Material supplied →
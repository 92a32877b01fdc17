//! Key-value persistence for Popdash.
//!
//! An asynchronous, batched mapping from string keys to JSON values: a sync
//! `KvBackend` trait (file-backed or in-memory) wrapped by the async
//! `KvClient`. `get` never fails on absent keys; `set` applies its whole
//! batch in one call.

pub mod backend;
pub mod client;
pub mod file;
pub mod memory;

pub use backend::{KvBackend, StorageError, StorageResult};
pub use client::KvClient;
pub use file::FileBackend;
pub use memory::MemoryBackend;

What is required →
Every line of the listing should be given again exactly.

Solution to the problem →
repository 92a32877b01fdc17
//! Key-value persistence for Popdash.
//!
//! An asynchronous, batched mapping from string keys to JSON values: a sync
//! `KvBackend` trait (file-backed or in-memory) wrapped by the async
//! `KvClient`. `get` never fails on absent keys; `set` applies its whole
//! batch in one call.

pub mod backend;
pub mod client;
pub mod file;
pub mod memory;

pub use backend::{KvBackend, StorageError, StorageResult};
pub use client::KvClient;
pub use file::FileBackend;
pub use memory::MemoryBackend;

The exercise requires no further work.